(Directions):
Whenever the string "nonce" turns up in a line below, that line should be copied.

(Entries supplied):
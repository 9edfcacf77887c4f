// SPDX-License-Identifier: AGPL-3.0-or-later
// Copyright (C) 2012-2025 Andrei Maltsev

use std::time::Duration;

use rand::RngExt;

use crate::{
    cfg::enums::ChildSelector,
    models::name::{Component, Name},
};

/// Exclude filter: an ordered set of components a response's next name
/// component must not equal.
///
/// The set is kept sorted in canonical component order at all times so the
/// on-wire rendering is order-stable regardless of insertion order.
#[derive(Clone, PartialEq, Eq, Debug, Default)]
pub struct Exclude {
    components: Vec<Component>,
}

impl Exclude {
    pub fn new() -> Self {
        Exclude::default()
    }

    pub fn len(&self) -> usize {
        self.components.len()
    }

    pub fn is_empty(&self) -> bool {
        self.components.is_empty()
    }

    /// Inserts keeping canonical order; duplicate inserts are no-ops.
    pub fn insert(&mut self, component: Component) -> bool {
        match self.components.binary_search(&component) {
            Ok(_) => false,
            Err(pos) => {
                self.components.insert(pos, component);
                true
            },
        }
    }

    pub fn contains(&self, component: &Component) -> bool {
        self.components.binary_search(component).is_ok()
    }

    pub fn iter(&self) -> impl Iterator<Item = &Component> {
        self.components.iter()
    }

    /// Inserts every entry of `other` (exclude-set inheritance across
    /// retransmissions).
    pub fn extend_from(&mut self, other: &Exclude) {
        for component in other.iter() {
            self.insert(component.clone());
        }
    }
}

/// A request packet.
///
/// Constructed fresh for every expression from a snapshot of the caller's
/// configuration; nothing here is shared mutable state.
#[derive(Clone, Debug)]
pub struct Interest {
    pub name: Name,
    pub lifetime: Duration,
    pub must_be_fresh: bool,
    pub min_suffix_components: Option<u32>,
    pub max_suffix_components: Option<u32>,
    pub child_selector: Option<ChildSelector>,
    pub exclude: Exclude,
    pub publisher_key_locator: Option<Name>,
    pub nonce: u32,
}

impl Interest {
    pub fn new(name: Name) -> Self {
        Interest {
            name,
            lifetime: Duration::from_millis(0),
            must_be_fresh: false,
            min_suffix_components: None,
            max_suffix_components: None,
            child_selector: None,
            exclude: Exclude::new(),
            publisher_key_locator: None,
            nonce: rand::rng().random(),
        }
    }

    /// Same name and selectors, fresh nonce.
    #[must_use]
    pub fn refreshed(&self) -> Self {
        let mut interest = self.clone();
        interest.nonce = rand::rng().random();
        interest
    }

    pub fn trailing_segment(&self) -> Option<u64> {
        self.name.trailing_segment()
    }

    /// Whether a response with `name || digest` is rejected by the exclude
    /// set or pinned digest suffix of this request.
    pub fn excludes_digest(&self, digest: &[u8; 32]) -> bool {
        self.exclude.contains(&Component::implicit_digest(*digest))
    }

    /// Digest component appended to the name, if this request is
    /// digest-pinned.
    pub fn pinned_digest(&self) -> Option<&[u8; 32]> {
        self.name.last().and_then(Component::as_implicit_digest)
    }

    /// Name without a trailing pinned digest component.
    pub fn data_name(&self) -> Name {
        if self.pinned_digest().is_some() {
            self.name.parent()
        } else {
            self.name.clone()
        }
    }
}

(Exercise output):
    pub nonce: u32,
            nonce: rand::rng().random(),
    /// Same name and selectors, fresh nonce.
        interest.nonce = rand::rng().random();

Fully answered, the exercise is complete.